Segment Start: Data supplied
//! IzPack installation descriptor generation.
//!
//! Build an [`Installation`] from typed sections, attach each one
//! explicitly, then hand it to a [`Generator`]:
//!
//! ```no_run
//! use kodegen_bundler_izpack::izpack::{
//!     Generator, GeneratorSettingsBuilder, Info, Installation, Pack, Packs,
//! };
//!
//! # async fn example() -> kodegen_bundler_izpack::izpack::Result<()> {
//! let mut info = Info::new("Demo");
//! info.set_app_version("1.0.0");
//!
//! let mut packs = Packs::new();
//! let mut core = Pack::new("Core");
//! core.set_required(true);
//! packs.add(core);
//!
//! let mut installation = Installation::new();
//! installation.attach(info)?;
//! installation.attach(packs)?;
//!
//! let settings = GeneratorSettingsBuilder::new().output_dir("target").build()?;
//! Generator::new(installation, settings).generate().await?;
//! # Ok(())
//! # }
//! ```

pub mod builder;
pub mod document;
pub mod error;
pub mod markup;
pub mod section;
pub mod sections;
pub mod settings;
pub mod utils;

pub use builder::{GenerationReport, Generator, PreparedResources, RenderedDescriptor, SideCar};
pub use document::{
    BANNER, FALLBACK_LOCALE, Installation, SCHEMA_VERSION, SingletonSection, TIMESTAMP_FORMAT,
};
pub use error::{Context, Error, ErrorExt, Result};
pub use markup::{AttrValue, Element, Node, WithAttributes};
pub use section::{Extensions, FieldStore, RenderContext, Section, Slot};
pub use sections::{
    ActionStage, Author, DEFAULT_HEIGHT, DEFAULT_WIDTH, Executable, ExecutableKind,
    ExecutableStage, FailureAction, FileSet, GuiPrefs, INSTALL_DIR_RESOURCE_PREFIX, Info,
    LookAndFeel, OsConstraints, OsFamily, Overwrite, Pack, PackFile, Packaging, PackagingStrategy,
    Packs, Panel, Panels, ParseType, Parsable, Resource, Resources, Uninstaller, Variables,
    install_dir_resource_id,
};
pub use settings::{DESCRIPTOR_FILE, GENERATED_DIR, GeneratorSettings, GeneratorSettingsBuilder};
Segment End: Data supplied
Exercise description – Filter the lines above, keeping each one that contains the string "error".

Response to the exercise –
pub mod error;
pub use error::{Context, Error, ErrorExt, Result};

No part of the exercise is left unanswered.